O morador do Bairro São Pedro, Oracides Oscar da Silva, fez uso da tribuna livre na Câmara Municipal de Guabiruba na sessão ordinária desta terça-feira (14). Em seu pronunciamento, ele teceu muitas criticas à atual administração, questionando as obras que não foram realizadas e também outras que foram mal executadas.
O cidadão fez acusações contra um funcionário da Prefeitura, que o teria maltratado quando foi reivindicar um ponto de ônibus. Foram vários motivos que me trouxeram aqui, trouxe alguns problemas que na minha concepção é fácil para resolver, só basta um pouco de vontade. Já o funcionário que diz ser fiscal, quando eu fui reivindicar um ponto de ônibus, ele me disse que eles não têm obrigação de fazer o que a administração passada fez, explicou Silva.
O vereador Luciano Schlindwein comentou sobre os questionamentos feitos pelo morador guabirubense.Para Luciano, as obras devem ser realizadas, sim, mas, em contrapartida, frisou que todos os vereadores estão presentes para poder ajudar a comunidade. A palavra livre está justamente para que a comunidade coloque suas reivindicações e nós respeitamos as opiniões dele. Por outro lado, o cidadão citou que não encontra os vereadores, mas acho que ele não procurou o lugar certo. Nós estamos todas as terças- feiras, temos diversos meios de comunicação muito fáceis, afirmou o vereador.
Haliton Kormann apoiou as críticas feitas pelo morador e foi mais além.
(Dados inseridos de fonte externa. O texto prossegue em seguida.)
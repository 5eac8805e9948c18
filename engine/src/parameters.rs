//! Physical-quantity extraction.
//!
//! Each quantity shape is scanned independently over a step's link-free
//! description. Every mention becomes its own unnamed value specification;
//! mentions are never merged, even when the text repeats a value.

use eln_vocab::{iris, NumericDatatype, QuantityShape, Unit};
use regex::Regex;

use crate::context::ModelContext;
use crate::diagnostics::DiagnosticKind;
use crate::error::{ConvertError, Result};
use crate::graph::{Iri, Literal, Node};

/// One extracted quantity mention.
#[derive(Debug, Clone, PartialEq, Eq)]
pub struct ValueSpecification {
    /// Quantity shape name.
    pub quantity: &'static str,
    /// Value-specification class IRI.
    pub class: &'static str,
    /// Matched text, verbatim.
    pub label: String,
    /// Leading signed-decimal token.
    pub value: String,
    /// Datatype of the value literal.
    pub datatype: NumericDatatype,
    /// Resolved unit.
    pub unit: &'static Unit,
}

impl ValueSpecification {
    /// Returns true if `value` is a lexically valid instance of its datatype.
    #[must_use]
    pub fn conforms(&self) -> bool {
        match self.datatype {
            NumericDatatype::Decimal => true,
            NumericDatatype::NonNegativeInteger => {
                let digits = self.value.strip_prefix('+').unwrap_or(&self.value);
                !digits.is_empty() && digits.bytes().all(|b| b.is_ascii_digit())
            }
        }
    }
}

/// Compiled quantity patterns.
#[derive(Debug, Clone)]
pub struct ParameterExtractor {
    shapes: Vec<(&'static QuantityShape, Regex)>,
}

impl ParameterExtractor {
    /// Compiles the patterns of `shapes`.
    ///
    /// # Errors
    ///
    /// Returns [`ConvertError::Pattern`] if a pattern does not compile.
    pub fn new(shapes: &'static [QuantityShape]) -> Result<Self> {
        let shapes = shapes
            .iter()
            .map(|shape| -> Result<_> { Ok((shape, Regex::new(shape.pattern)?)) })
            .collect::<Result<Vec<_>>>()?;
        Ok(Self { shapes })
    }

    /// Extracts every quantity mention of `text`, shape by shape.
    ///
    /// # Errors
    ///
    /// Returns [`ConvertError::UnknownUnit`] if a mention's unit token is not
    /// one of its shape's recognized units.
    pub fn extract(&self, text: &str) -> Result<Vec<ValueSpecification>> {
        let mut out = Vec::new();
        for (shape, pattern) in &self.shapes {
            for caps in pattern.captures_iter(text) {
                let label = caps.get(0).map_or("", |m| m.as_str());
                let value = caps.name("value").map_or("", |m| m.as_str());
                let token = caps.name("unit").map_or("", |m| m.as_str());
                let unit = shape.unit(token).ok_or_else(|| ConvertError::UnknownUnit {
                    quantity: shape.name,
                    unit: token.to_owned(),
                    text: label.to_owned(),
                })?;
                out.push(ValueSpecification {
                    quantity: shape.name,
                    class: shape.class,
                    label: label.to_owned(),
                    value: value.to_owned(),
                    datatype: shape.datatype,
                    unit,
                });
            }
        }
        Ok(out)
    }

    /// Extracts quantities from `text` and attaches them to `step`.
    ///
    /// Blank-node labels derive from `hint`, the step's local key. Returns the
    /// number of value specifications attached.
    ///
    /// # Errors
    ///
    /// See [`ParameterExtractor::extract`].
    pub fn attach(
        &self,
        ctx: &mut ModelContext<'_>,
        step: &Iri,
        hint: &str,
        text: &str,
    ) -> Result<usize> {
        let specs = self.extract(text)?;
        for spec in &specs {
            if !spec.conforms() {
                ctx.diagnostics.report(
                    DiagnosticKind::NonIntegerQuantity,
                    step.as_str(),
                    format!(
                        "{} value \"{}\" is not a non-negative integer",
                        spec.quantity, spec.value
                    ),
                );
            }
            let node: Node = ctx.graph.fresh_blank(hint);
            ctx.graph.insert(&node, iris::RDF_TYPE, Iri::new(spec.class));
            ctx.graph.insert(&node, iris::RDFS_LABEL, Literal::plain(spec.label.as_str()));
            ctx.graph.insert(
                &node,
                iris::PROV_VALUE,
                Literal::typed(spec.value.as_str(), spec.datatype.iri()),
            );
            ctx.graph.insert(
                &node,
                iris::IAO_HAS_MEASUREMENT_UNIT_LABEL,
                Iri::new(spec.unit.iri),
            );
            ctx.graph.insert(step, iris::OBI_HAS_VALUE_SPECIFICATION, &node);
        }
        Ok(specs.len())
    }
}

#[cfg(test)]
#[allow(clippy::unwrap_used)]
mod tests {
    use super::*;
    use crate::config::fixtures;
    use crate::input::Catalog;
    use eln_vocab::Vocabulary;

    fn extractor() -> ParameterExtractor {
        ParameterExtractor::new(Vocabulary::builtin().quantities).unwrap()
    }

    #[test]
    fn temperature_and_duration() {
        let specs = extractor().extract("incubate at 37°C for 5 min").unwrap();
        assert_eq!(specs.len(), 2);
        assert_eq!(specs[0].quantity, "temperature");
        assert_eq!(specs[0].value, "37");
        assert_eq!(specs[0].label, "37°C");
        assert_eq!(specs[0].unit.label, "degree Celsius");
        assert_eq!(specs[1].quantity, "duration");
        assert_eq!(specs[1].value, "5");
        assert_eq!(specs[1].unit.label, "minute");
    }

    #[test]
    fn unknown_temperature_unit_is_fatal() {
        let err = extractor().extract("heat to 37°Z").unwrap_err();
        assert!(matches!(err, ConvertError::UnknownUnit { quantity: "temperature", .. }));
    }

    #[test]
    fn frequency_voltage_and_milliseconds() {
        let specs = extractor().extract("stimulate with 0.5 Hz, 40 V pulses of 10 ms").unwrap();
        let names: Vec<_> = specs.iter().map(|s| (s.quantity, s.value.as_str())).collect();
        assert_eq!(
            names,
            [("frequency", "0.5"), ("duration", "10"), ("voltage", "40")]
        );
    }

    #[test]
    fn every_mention_is_a_fresh_node() {
        let dirs = fixtures::directories();
        let catalog = Catalog::default();
        let mut ctx = ModelContext::new(&dirs, &catalog, "1");
        let step = ctx.ids.step("preparation", 1);
        let n = extractor()
            .attach(&mut ctx, &step, "preparation/1", "5 min, then again 5 min")
            .unwrap();
        assert_eq!(n, 2);
        assert_eq!(
            ctx.graph
                .objects(&Node::from(&step), iris::OBI_HAS_VALUE_SPECIFICATION)
                .count(),
            2
        );
    }

    #[test]
    fn fractional_duration_keeps_datatype_and_warns() {
        let dirs = fixtures::directories();
        let catalog = Catalog::default();
        let mut ctx = ModelContext::new(&dirs, &catalog, "1");
        let step = ctx.ids.step("preparation", 1);
        extractor().attach(&mut ctx, &step, "preparation/1", "wait 2.5 min").unwrap();
        let literal = Literal::typed("2.5", iris::XSD_NON_NEGATIVE_INTEGER);
        assert_eq!(ctx.graph.triples(None, Some(iris::PROV_VALUE), Some(&literal.into())).count(), 1);
        assert_eq!(ctx.diagnostics.count(DiagnosticKind::NonIntegerQuantity), 1);
    }
}
#[cfg(test)]
#[allow(clippy::unwrap_used)]
mod tests {
    use super::*;
    use crate::config::fixtures;
    use crate::graph::Term;
    use crate::input::{Catalog, ExperimentRecord};
    use eln_vocab::Vocabulary;

    fn experiment(body: &str) -> Experiment {
        Experiment::from_record(
            ExperimentRecord {
                id: "42".to_owned(),
                title: "Calcium imaging".to_owned(),
                category: "Success".to_owned(),
                tags: Some("Ca-Imaging|mouse".to_owned()),
                lastchange: "2021-02-01 10:00:00".to_owned(),
                body: body.to_owned(),
                links: Vec::new(),
                uploads: Vec::new(),
            },
            &[],
        )
        .unwrap()
    }

    const GENERAL: &str = "<h1>General information</h1>\
        <table><tr><td>Researcher</td><td>Jane Doe</td></tr>\
        <tr><td>Objective</td><td>Measure calcium transients</td></tr></table>";

    fn walk<'a>(
        dirs: &'a Directories,
        catalog: &'a Catalog,
        body: &str,
    ) -> Result<(ModelContext<'a>, Option<Researcher>)> {
        let parameters = ParameterExtractor::new(Vocabulary::builtin().quantities)?;
        let resolver = EntityResolver::new()?;
        let mut ctx = ModelContext::new(dirs, catalog, "42");
        let researcher =
            ProtocolWalker::new(&parameters, &resolver).walk(&mut ctx, &experiment(body))?;
        Ok((ctx, researcher))
    }

    #[test]
    fn steps_are_chained_in_document_order() {
        let dirs = fixtures::directories();
        let catalog = Catalog::default();
        let body = format!(
            "{GENERAL}<h1>Protocol</h1><h2>Preparation</h2>\
             <table><tr><th>Description</th><th>Time</th></tr>\
             <tr><td>Wash cells</td><td>09:00</td></tr>\
             <tr><td>Incubate at 37°C for 5 min</td><td>9.15</td></tr></table>\
             <h2>Cell culture</h2>\
             <table><tr><th>Description</th><th>Time</th></tr>\
             <tr><td>Add medium</td><td>10:00</td></tr></table>"
        );
        let (ctx, researcher) = walk(&dirs, &catalog, &body).unwrap();
        assert!(researcher.is_some());
        let step1 = ctx.ids.step("preparation", 1);
        let step2 = ctx.ids.step("preparation", 2);
        assert!(ctx.graph.holds(&step2, iris::PROV_WAS_INFORMED_BY, &step1));
        assert!(ctx.graph.holds(
            &step1,
            iris::SCHEMA_START_TIME,
            Literal::typed("09:00:00", iris::XSD_TIME)
        ));
        assert!(ctx.graph.holds(
            &step2,
            iris::SCHEMA_START_TIME,
            Literal::typed("9.15", iris::XSD_STRING)
        ));
        assert_eq!(ctx.diagnostics.count(DiagnosticKind::UnparsableStartTime), 1);

        let culture = ctx.ids.section("cell_culture");
        let preparation = ctx.ids.section("preparation");
        assert!(ctx.graph.holds(&culture, iris::PROV_WAS_INFORMED_BY, &preparation));
        let protocol = ctx.ids.protocol();
        assert_eq!(
            ctx.graph
                .objects(&Node::from(&protocol), iris::SCHEMA_HAS_PART)
                .count(),
            2
        );
        assert!(ctx.graph.holds(
            &protocol,
            iris::OBI_ACHIEVES_PLANNED_OBJECTIVE,
            ctx.ids.objective()
        ));
    }

    #[test]
    fn approach_stages_are_numbered() {
        let dirs = fixtures::directories();
        let catalog = Catalog::default();
        let table = "<table><tr><th>D</th><th>T</th></tr><tr><td>Wash</td><td>08:00</td></tr></table>";
        let body = format!(
            "{GENERAL}<h1>Protocol</h1>\
             <h2>Approach without stimulation</h2>{table}\
             <h2>Approach with stimulation</h2>{table}"
        );
        let (ctx, _) = walk(&dirs, &catalog, &body).unwrap();
        let first = ctx.ids.section("approach_1_without_stimulation");
        let second = ctx.ids.section("approach_2_with_stimulation");
        assert!(ctx.graph.has_subject(&Node::from(&first)));
        assert!(ctx.graph.holds(&second, iris::PROV_WAS_INFORMED_BY, &first));
        assert!(ctx.graph.holds(
            &second,
            iris::SCHEMA_DESCRIPTION,
            Literal::lang("Approach with stimulation", "en")
        ));
    }

    #[test]
    fn unknown_stage_is_structural() {
        let dirs = fixtures::directories();
        let catalog = Catalog::default();
        let body = format!("{GENERAL}<h1>Protocol</h1><h2>Random Stage</h2><table></table>");
        assert!(matches!(walk(&dirs, &catalog, &body), Err(ConvertError::Structural(_))));
    }

    #[test]
    fn unknown_section_is_structural() {
        let dirs = fixtures::directories();
        let catalog = Catalog::default();
        assert!(matches!(
            walk(&dirs, &catalog, "<h1>Results</h1><p>none</p>"),
            Err(ConvertError::Structural(_))
        ));
    }

    #[test]
    fn stage_without_table_is_structural() {
        let dirs = fixtures::directories();
        let catalog = Catalog::default();
        let body = format!("{GENERAL}<h1>Protocol</h1><h2>Preparation</h2><p>later</p>");
        assert!(matches!(walk(&dirs, &catalog, &body), Err(ConvertError::Structural(_))));
    }

    #[test]
    fn protocol_template_and_associations() {
        let dirs = fixtures::directories();
        let catalog = Catalog::default();
        let body = format!(
            "{GENERAL}<h1>Protocol</h1><h2>Preparation</h2>\
             <table><tr><th>D</th><th>T</th></tr>\
             <tr><td>See <a href=\"app/download.php?f=x&amp;name=trace.csv\">trace</a></td><td>08:00</td></tr></table>"
        );
        let (ctx, researcher) = walk(&dirs, &catalog, &body).unwrap();
        let researcher = researcher.unwrap();
        let protocol = ctx.ids.protocol();
        let template = ctx.ids.template("ca-imaging");
        assert!(ctx.graph.holds(&template, iris::RDF_TYPE, Iri::new(iris::PROV_PLAN)));
        let association = Node::Blank("protocol_association_1".to_owned());
        assert!(ctx.graph.holds(&protocol, iris::PROV_QUALIFIED_ASSOCIATION, &association));
        assert!(ctx.graph.holds(&association, iris::PROV_AGENT, &researcher.id));

        let section_plan = ctx.ids.template("ca-imaging_preparation");
        let plan_term = Term::from(&section_plan);
        assert_eq!(
            ctx.graph
                .triples(None, Some(iris::PROV_HAD_PLAN), Some(&plan_term))
                .count(),
            1
        );
        assert!(ctx.graph.holds(
            Iri::new("Data/trace.csv"),
            iris::PROV_WAS_GENERATED_BY,
            ctx.ids.step("preparation", 1)
        ));
        assert!(ctx.graph.holds(
            &protocol,
            iris::ELN_EXPERIMENT_SUCCESS,
            Literal::typed("true", iris::XSD_BOOLEAN)
        ));
    }
}
//! Serializers for the provenance graph.
//!
//! Three serialization formats are supported:
//! - **JSON-LD** ([`jsonld`]): the package metadata file `ro-crate-metadata.json`
//! - **Turtle** ([`turtle`]): for RDF tooling
//! - **N-Triples** ([`ntriples`]): for diffing and bulk loading
//!
//! All three are pure functions of the graph. The graph iterates in a total
//! order, so equal graphs render to equal bytes.

pub mod jsonld;
pub mod ntriples;
pub mod turtle;

use eln_vocab::iris;

/// Namespace prefixes shared by the JSON-LD context and the Turtle header.
pub const PREFIXES: &[(&str, &str)] = &[
    ("foaf", iris::FOAF),
    ("xsd", iris::XSD),
    ("rdf", iris::RDF),
    ("rdfs", iris::RDFS),
    ("owl", iris::OWL),
    ("wd", iris::WD),
    ("prov", iris::PROV),
    ("obo", iris::OBO),
    ("eln", iris::ELN),
    ("schema", iris::SCHEMA),
];

/// Splits `iri` into a known prefix and its local part.
fn compact(iri: &str) -> Option<(&'static str, &str)> {
    PREFIXES
        .iter()
        .find_map(|(prefix, ns)| iri.strip_prefix(ns).map(|local| (*prefix, local)))
}

fn escape(s: &str) -> String {
    s.replace('\\', "\\\\")
        .replace('"', "\\\"")
        .replace('\n', "\\n")
        .replace('\r', "\\r")
}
Disse que se o prefeito resolver os problemas de Guabiruba em quatro anos, ele tem que se eleger presidente da República. Já o vereador Jaime Luiz Nuss atacou a situação, especialmente o vereador Valdecir Gomes Ferreira. Segundo Jaime, Valdecir deu prazos para que algumas obras fossem realizadas e até agora nada.
Jaime também falou sobre o pronunciamento do morador de Guabiruba, especialmente sobre o funcionário público que o cidadão disse ser mal tratado por ele.
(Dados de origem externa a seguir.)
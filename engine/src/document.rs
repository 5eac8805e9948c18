//! Parsed document model.
//!
//! A notebook body is a flat sequence of [`Block`]s: headings, paragraphs,
//! lists and tables. Table cells and list items hold [`Content`], an inline
//! sequence of text runs, hyperlinks and nested blocks. The walker only ever
//! reads this model; building it from HTML is the job of [`crate::html`].

/// A parsed document body.
#[derive(Debug, Clone, Default, PartialEq, Eq)]
pub struct Document {
    /// Top-level blocks in document order.
    pub blocks: Vec<Block>,
}

/// A block-level element.
#[derive(Debug, Clone, PartialEq, Eq)]
pub enum Block {
    /// `h1` to `h6`.
    Heading(Heading),
    /// A paragraph or any other run of inline content.
    Paragraph(Content),
    /// An ordered or unordered list.
    List(List),
    /// A table.
    Table(Table),
}

impl Block {
    /// Returns the table if this block is one.
    #[must_use]
    pub fn as_table(&self) -> Option<&Table> {
        match self {
            Block::Table(table) => Some(table),
            _ => None,
        }
    }

    /// Returns the list if this block is one.
    #[must_use]
    pub fn as_list(&self) -> Option<&List> {
        match self {
            Block::List(list) => Some(list),
            _ => None,
        }
    }

    /// Returns the heading if this block is one.
    #[must_use]
    pub fn as_heading(&self) -> Option<&Heading> {
        match self {
            Block::Heading(heading) => Some(heading),
            _ => None,
        }
    }

    fn write_text(&self, out: &mut String, links: bool) {
        match self {
            Block::Heading(h) => {
                out.push('\n');
                h.content.write_text(out, links);
                out.push('\n');
            }
            Block::Paragraph(c) => {
                out.push('\n');
                c.write_text(out, links);
                out.push('\n');
            }
            Block::List(list) => {
                out.push('\n');
                for item in &list.items {
                    item.write_text(out, links);
                    out.push('\n');
                }
            }
            Block::Table(table) => {
                out.push('\n');
                for row in &table.rows {
                    for (i, cell) in row.cells.iter().enumerate() {
                        if i > 0 {
                            out.push('\t');
                        }
                        cell.write_text(out, links);
                    }
                    out.push('\n');
                }
            }
        }
    }

    fn collect_links<'a>(&'a self, out: &mut Vec<&'a Link>) {
        match self {
            Block::Heading(h) => h.content.collect_links(out),
            Block::Paragraph(c) => c.collect_links(out),
            Block::List(list) => list.items.iter().for_each(|i| i.collect_links(out)),
            Block::Table(table) => table
                .rows
                .iter()
                .flat_map(|r| r.cells.iter())
                .for_each(|c| c.collect_links(out)),
        }
    }
}

/// A heading.
#[derive(Debug, Clone, PartialEq, Eq)]
pub struct Heading {
    /// Rank, 1 for `h1`.
    pub level: u8,
    /// Heading content.
    pub content: Content,
}

impl Heading {
    /// Lower-cased, trimmed heading text.
    #[must_use]
    pub fn normalized(&self) -> String {
        self.content.text().trim().to_lowercase()
    }
}

/// A list.
#[derive(Debug, Clone, PartialEq, Eq)]
pub struct List {
    /// `ol` rather than `ul`.
    pub ordered: bool,
    /// List items.
    pub items: Vec<Content>,
}

impl List {
    /// All items, including those of lists nested inside items, depth-first.
    #[must_use]
    pub fn all_items(&self) -> Vec<&Content> {
        let mut out = Vec::new();
        for item in &self.items {
            out.push(item);
            for inline in &item.inlines {
                if let Inline::Block(block) = inline {
                    if let Block::List(nested) = block.as_ref() {
                        out.extend(nested.all_items());
                    }
                }
            }
        }
        out
    }
}

/// A table. Header rows are not distinguished from data rows.
#[derive(Debug, Clone, Default, PartialEq, Eq)]
pub struct Table {
    /// Rows in document order.
    pub rows: Vec<Row>,
}

/// A table row.
#[derive(Debug, Clone, Default, PartialEq, Eq)]
pub struct Row {
    /// Cells in column order.
    pub cells: Vec<Content>,
}

impl Row {
    /// Returns the cell at `index`.
    #[must_use]
    pub fn cell(&self, index: usize) -> Option<&Content> {
        self.cells.get(index)
    }
}

/// A hyperlink.
#[derive(Debug, Clone, PartialEq, Eq)]
pub struct Link {
    /// Target as written (possibly relative).
    pub href: String,
    /// Link content.
    pub content: Content,
}

/// An inline node.
#[derive(Debug, Clone, PartialEq, Eq)]
pub enum Inline {
    /// A run of text.
    Text(String),
    /// A hyperlink.
    Link(Link),
    /// A block nested inside inline content (list in a table cell, paragraph in a list item).
    Block(Box<Block>),
}

/// A sequence of inline nodes.
#[derive(Debug, Clone, Default, PartialEq, Eq)]
pub struct Content {
    /// Inline nodes in document order.
    pub inlines: Vec<Inline>,
}

impl Content {
    /// Builds content from inline nodes.
    #[must_use]
    pub fn new(inlines: Vec<Inline>) -> Self {
        Self { inlines }
    }

    /// Builds content holding a single text run.
    pub fn text_only(text: impl Into<String>) -> Self {
        Self {
            inlines: vec![Inline::Text(text.into())],
        }
    }

    /// Full text, link text included.
    #[must_use]
    pub fn text(&self) -> String {
        let mut out = String::new();
        self.write_text(&mut out, true);
        out
    }

    /// Text with every hyperlink removed entirely.
    #[must_use]
    pub fn text_without_links(&self) -> String {
        let mut out = String::new();
        self.write_text(&mut out, false);
        out
    }

    /// All hyperlinks, including those inside nested blocks, in document order.
    #[must_use]
    pub fn links(&self) -> Vec<&Link> {
        let mut out = Vec::new();
        self.collect_links(&mut out);
        out
    }

    /// Returns true if a list is nested anywhere inside this content.
    #[must_use]
    pub fn has_nested_list(&self) -> bool {
        self.inlines.iter().any(|inline| match inline {
            Inline::Block(block) => match block.as_ref() {
                Block::List(_) => true,
                Block::Paragraph(c) => c.has_nested_list(),
                Block::Heading(h) => h.content.has_nested_list(),
                Block::Table(t) => t
                    .rows
                    .iter()
                    .flat_map(|r| r.cells.iter())
                    .any(Content::has_nested_list),
            },
            Inline::Link(link) => link.content.has_nested_list(),
            Inline::Text(_) => false,
        })
    }

    /// Splits this content into the fragments item usage is resolved on.
    ///
    /// Content with a nested list splits into its top-level parts, each list
    /// contributing its items (nested items included) and bare text runs
    /// contributing nothing. Content without a nested list is one fragment.
    #[must_use]
    pub fn fragments(&self) -> Vec<Fragment<'_>> {
        if !self.has_nested_list() {
            return vec![Fragment::Content(self)];
        }
        let mut out = Vec::new();
        for inline in &self.inlines {
            match inline {
                Inline::Text(_) => {}
                Inline::Link(_) => out.push(Fragment::Inline(inline)),
                Inline::Block(block) => match block.as_ref() {
                    Block::List(list) => {
                        out.extend(list.all_items().into_iter().map(Fragment::Content));
                    }
                    _ => out.push(Fragment::Inline(inline)),
                },
            }
        }
        out
    }

    fn write_text(&self, out: &mut String, links: bool) {
        for inline in &self.inlines {
            write_inline(inline, out, links);
        }
    }

    fn collect_links<'a>(&'a self, out: &mut Vec<&'a Link>) {
        for inline in &self.inlines {
            collect_inline_links(inline, out);
        }
    }
}

fn write_inline(inline: &Inline, out: &mut String, links: bool) {
    match inline {
        Inline::Text(text) => out.push_str(text),
        Inline::Link(link) => {
            if links {
                link.content.write_text(out, links);
            }
        }
        Inline::Block(block) => block.write_text(out, links),
    }
}

fn collect_inline_links<'a>(inline: &'a Inline, out: &mut Vec<&'a Link>) {
    match inline {
        Inline::Text(_) => {}
        Inline::Link(link) => {
            out.push(link);
            link.content.collect_links(out);
        }
        Inline::Block(block) => block.collect_links(out),
    }
}

/// A unit of item-usage resolution: either whole content or one inline part of it.
#[derive(Debug, Clone, Copy)]
pub enum Fragment<'a> {
    /// A list item or a whole cell.
    Content(&'a Content),
    /// One top-level part of a cell.
    Inline(&'a Inline),
}

impl Fragment<'_> {
    /// Full text, link text included.
    #[must_use]
    pub fn text(&self) -> String {
        match self {
            Fragment::Content(c) => c.text(),
            Fragment::Inline(i) => {
                let mut out = String::new();
                write_inline(i, &mut out, true);
                out
            }
        }
    }

    /// All hyperlinks in document order.
    #[must_use]
    pub fn links(&self) -> Vec<&Link> {
        match self {
            Fragment::Content(c) => c.links(),
            Fragment::Inline(i) => {
                let mut out = Vec::new();
                collect_inline_links(i, &mut out);
                out
            }
        }
    }
}

impl Document {
    /// Indices and headings of rank `level`, in document order.
    pub fn headings(&self, level: u8) -> impl Iterator<Item = (usize, &Heading)> {
        self.blocks
            .iter()
            .enumerate()
            .filter_map(move |(i, b)| b.as_heading().filter(|h| h.level == level).map(|h| (i, h)))
    }

    /// Blocks following the heading at `index`, up to the next heading of the
    /// same or higher rank.
    ///
    /// Returns an empty slice if `index` is not a heading.
    #[must_use]
    pub fn section_after(&self, index: usize) -> &[Block] {
        section_after(&self.blocks, index)
    }

    /// The first table among the blocks, if any.
    #[must_use]
    pub fn first_table(&self) -> Option<&Table> {
        self.blocks.iter().find_map(Block::as_table)
    }
}

/// Blocks of `blocks` following the heading at `index`, up to the next
/// heading of the same or higher rank.
///
/// Returns an empty slice if `index` is not a heading.
#[must_use]
pub fn section_after(blocks: &[Block], index: usize) -> &[Block] {
    let Some(level) = blocks.get(index).and_then(Block::as_heading).map(|h| h.level) else {
        return &[];
    };
    let start = index + 1;
    let end = blocks[start..]
        .iter()
        .position(|b| b.as_heading().is_some_and(|h| h.level <= level))
        .map_or(blocks.len(), |offset| start + offset);
    &blocks[start..end]
}

#[cfg(test)]
mod tests {
    use super::*;

    fn text(s: &str) -> Inline {
        Inline::Text(s.to_owned())
    }

    fn link(href: &str, label: &str) -> Inline {
        Inline::Link(Link {
            href: href.to_owned(),
            content: Content::text_only(label),
        })
    }

    fn heading(level: u8, s: &str) -> Block {
        Block::Heading(Heading {
            level,
            content: Content::text_only(s),
        })
    }

    #[test]
    fn text_with_and_without_links() {
        let c = Content::new(vec![text("Add 5 ml "), link("Database/a.html", "PBS"), text(" at 37°C")]);
        assert_eq!(c.text(), "Add 5 ml PBS at 37°C");
        assert_eq!(c.text_without_links(), "Add 5 ml  at 37°C");
        assert_eq!(c.links().len(), 1);
    }

    #[test]
    fn fragments_without_list_is_whole_cell() {
        let c = Content::new(vec![text("Use "), link("x", "A"), text(" and "), link("y", "B")]);
        let fragments = c.fragments();
        assert_eq!(fragments.len(), 1);
        assert_eq!(fragments[0].links().len(), 2);
    }

    #[test]
    fn fragments_split_lists_into_items() {
        let nested = List {
            ordered: false,
            items: vec![Content::new(vec![link("z", "C")])],
        };
        let list = List {
            ordered: false,
            items: vec![
                Content::new(vec![link("x", "A")]),
                Content::new(vec![link("y", "B"), Inline::Block(Box::new(Block::List(nested)))]),
            ],
        };
        let c = Content::new(vec![
            text("Prepare:"),
            Inline::Block(Box::new(Block::List(list))),
            link("w", "D"),
        ]);
        let fragments = c.fragments();
        // two items + one nested item + the trailing link; bare text is skipped
        assert_eq!(fragments.len(), 4);
        assert_eq!(fragments[3].text(), "D");
    }

    #[test]
    fn section_after_stops_at_same_rank() {
        let doc = Document {
            blocks: vec![
                heading(1, "Protocol"),
                heading(2, "Preparation"),
                Block::Table(Table::default()),
                heading(2, "Cell culture"),
                heading(1, "Notes"),
            ],
        };
        assert_eq!(doc.section_after(0).len(), 3);
        assert_eq!(doc.section_after(1).len(), 1);
        assert_eq!(doc.section_after(3).len(), 0);
        assert_eq!(doc.section_after(2).len(), 0);
        assert_eq!(doc.headings(2).count(), 2);
    }

    #[test]
    fn normalized_heading() {
        let h = Heading {
            level: 2,
            content: Content::text_only("  Cell Culture \n"),
        };
        assert_eq!(h.normalized(), "cell culture");
    }
}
Especificamente, o Valdecir Boiadeiro ocupou a tribuna no passado e agora começou a dar prazo. A exemplo do abatedouro que ele disse que o prefeito iria fazer em seis meses, não sei se o calendário dele tá certo, mas esse prazo fechou em julho. É uma serie de situações, inclusive a denúncia que eu acho mais grave é desse funcionário público, que foi tratado como fiscal de obras, que eu não sei quem é que destratou esse cidadão que foi reivindicar uma obra e isso é inadmissível que um funcionário público que paga seus impostos trate um cidadão dessa maneira, finalizou.